Diversos análisis realizados por economistas y especialistas financieros afirman que los daños financieros provocados por la epidemia del Covid -19 ocasionarán más daños económicos que en cuestión de salud, es decir, habrá más personas en bancarrota que muertas por estos efectos.
La citada epidemia podría provocar una aceleración en retroceso a la globalización, un rompimiento de los entramados que sostienen la economía separando de nueva cuenta al oriente del occidente.
Los efectos económicos del Covid-19 actuarán en escala perjudicando de inicio a la clase trabajadora para posteriormente hacerlo contra micro empresarios y así seguir subiendo hasta afectar a grandes corporaciones de negocios. Provocando lo anterior una nueva correlación de fuerzas económicas mundiales, de inicio la epidemia afecta la movilidad de las personas y ello se traduce en ausencias laborales, despidos y cierres de negocios, el sostenimiento de las economías familiares se tornará cada vez más difícil y ello se traducirá en crisis así como en carestía.
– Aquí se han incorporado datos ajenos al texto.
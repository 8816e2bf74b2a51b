//! Tagged shapes for the upstream booking platform's JSON responses.
//!
//! Encodes only the fields the booking handshake actually consumes; unknown fields
//! are tolerated, missing required fields fail clearly at deserialization.

use serde::{Deserialize, Serialize};

#[derive(Debug, Serialize)]
pub struct FindRequest {
    pub day: String,
    pub venue_id: i64,
    pub party_size: u32,
}

#[derive(Debug, Deserialize)]
pub struct FindResponse {
    pub results: FindResults,
}

#[derive(Debug, Deserialize)]
pub struct FindResults {
    #[serde(default)]
    pub venues: Vec<VenueSlots>,
}

#[derive(Debug, Deserialize)]
pub struct VenueSlots {
    pub venue: VenueInfo,
    #[serde(default)]
    pub slots: Vec<Slot>,
}

#[derive(Debug, Deserialize)]
pub struct VenueInfo {
    pub id: i64,
}

#[derive(Debug, Clone, Deserialize)]
pub struct Slot {
    pub date: SlotDate,
    pub config: SlotConfig,
}

#[derive(Debug, Clone, Deserialize)]
pub struct SlotDate {
    /// Naive local datetime in the venue's timezone, e.g. "2025-06-01 19:00:00".
    pub start: String,
}

#[derive(Debug, Clone, Deserialize)]
pub struct SlotConfig {
    /// Opaque config token required to request DETAIL.
    pub token: String,
    #[serde(rename = "type")]
    pub kind: String,
}

#[derive(Debug, Serialize)]
pub struct DetailRequest {
    pub commit: u8,
    pub config_id: String,
    pub day: String,
    pub party_size: u32,
}

#[derive(Debug, Deserialize)]
pub struct DetailResponse {
    pub book_token: BookToken,
}

#[derive(Debug, Deserialize)]
pub struct BookToken {
    pub value: String,
}

#[derive(Debug, Serialize)]
pub struct StructPaymentMethod {
    pub id: i64,
}

#[derive(Debug, Deserialize)]
pub struct BookResponse {
    pub reservation_id: Option<String>,
}

#[derive(Debug, Serialize)]
pub struct LoginRequest<'a> {
    pub email: &'a str,
    pub password: &'a str,
}

#[derive(Debug, Deserialize)]
pub struct LoginResponse {
    pub token: String,
    #[serde(default)]
    pub payment_method_id: Option<i64>,
}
En México se puede percibir el comienzo de lo comentado, la gente aún sin que la situación sea delicada ha comenzado a realizar compras fuera de sus presupuestos, adquiriendo productos que antes no eran considerados necesarios y desequilibrando sus finanzas personales, en países donde la problemática es más drástica la situación ya se padece en niveles alarmantes, comercios cerrados, la gente no sale de sus hogares, el consumo disminuye de manera casi total y se genera una parálisis económica general.
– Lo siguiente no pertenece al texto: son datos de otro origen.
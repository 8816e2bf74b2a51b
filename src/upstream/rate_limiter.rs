//! Rate limiting for Upstream Protocol Client requests, keyed per request type so that
//! a burst of FIND calls never starves the rarer, higher-stakes BOOK calls.

use std::num::NonZeroU32;
use std::time::Duration;

use governor::clock::DefaultClock;
use governor::state::{InMemoryState, NotKeyed};
use governor::{Quota, RateLimiter};

use crate::config::RateLimitingConfig;

#[derive(Debug, Clone, Copy, PartialEq, Eq, Hash)]
pub enum RequestType {
    Login,
    Find,
    Detail,
    Book,
}

pub struct UpstreamRateLimiter {
    login_limiter: RateLimiter<NotKeyed, InMemoryState, DefaultClock>,
    find_limiter: RateLimiter<NotKeyed, InMemoryState, DefaultClock>,
    detail_limiter: RateLimiter<NotKeyed, InMemoryState, DefaultClock>,
    book_limiter: RateLimiter<NotKeyed, InMemoryState, DefaultClock>,
}

impl UpstreamRateLimiter {
    pub fn new(config: RateLimitingConfig) -> Self {
        let quota = |rpm: u32| {
            Quota::with_period(Duration::from_secs(60) / rpm)
                .unwrap()
                .allow_burst(NonZeroU32::new(config.burst_allowance.max(1)).unwrap())
        };

        Self {
            login_limiter: RateLimiter::direct(quota(config.session_rpm)),
            find_limiter: RateLimiter::direct(quota(config.search_rpm)),
            detail_limiter: RateLimiter::direct(quota(config.metadata_rpm)),
            book_limiter: RateLimiter::direct(quota(config.book_rpm)),
        }
    }

    pub async fn wait_for_permission(&self, request_type: RequestType) {
        let limiter = match request_type {
            RequestType::Login => &self.login_limiter,
            RequestType::Find => &self.find_limiter,
            RequestType::Detail => &self.detail_limiter,
            RequestType::Book => &self.book_limiter,
        };
        limiter.until_ready().await;
    }
}

impl Default for UpstreamRateLimiter {
    fn default() -> Self {
        Self::new(RateLimitingConfig::default())
    }
}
Rusia y China podrían consolidar un bloque que adhiera a países Europeos, mientras que Estados unidos encabezaría otro semejante, con ello las economías dejarían de estar vinculadas, el comercio volvería a tiempos de antaño limitando las dependencias económicas y generando dos mercados totalmente distintos, un mundo multipolar, segmentado y dividido, un nuevo comienzo similar a lo vivido antes de la globalización.
Ahora los países que pretendan sopesar las consecuencias económicas deberán tomar medidas muy puntuales en referencia a sus manejos financieros, anticipar los problemas que puedan venir por el pánico generado en todos los mercados, estamos en vísperas de grandes dificultades económicas que dejaran secuelas no remediables en corto plazo, en países como los Estados unidos el cierre de emporios emblemáticos como Disneylandia son solo una simbólica muestra de lo que podrá venir, hablamos de costos millonarias que no solo consisten en perdidas empleos, sino en la baja de mercadeo relacionado con alientos, hoteles, traslados, empresas satélites proveedores de diversos productos que en dicho parque de diversiones se comercializa diariamente, lo anterior solo por citar un ejemplo de la magnitud del problema que se avecina.
Pensar que países con fuerte solvencia vivirán momentos de mucho impacto en sus economías nos lleva a pensar lo delicado de la situación que se podrá vivir en México, con una economía débil, recién transitada por un año de cero crecimiento económico, con políticas fiscales altamente impositivas, sin sistemas de salud adecuados, con escaso financiamiento y con créditos de altas tasas de interés, además sin poder pasar por alto que se transcurre un episodio de guerra de precios en el petróleo, una condición que agrava aún más el probable panorama, recordemos que el año pasado Pemex perdió miles de millones de pesos, si eso fue con precios internacionales del crudo muy satisfactorios, imaginemos las cifras rojas que arrojara en el presente ejercicio, incluso especialistas en la materia aseguran que de extenderse la problemática del Covid – 19 por al menos cuatro meses más Petroleros Mexicanos quebraría de manera definitiva, quedarían atrás los proyectos de nuevas refinerías e incluso tendría que ser subastada o puesta en venta de manera total y definitiva.
En México pareciera que están concediendo poca importancia al tema de salud pero en definitiva no otorgan ninguna a las cuestiones económica, en igual forma podría ser que la falta de atención a los temas de salud obedece a un claro temor de la catástrofe financiera que está por venir, intentar poner oídos sordos a las medidas o prácticas de contingencia quizá obedezca a una búsqueda de alargar ello más posible un estremecedor daño económico para anteponer la estabilidad financiera a la salud de los ciudadanos.
No existe fórmula o cura de momento para contener la epidemia pero sí existen fórmulas para minimizar los daños económicos, esperemos pronto se pongan en práctica.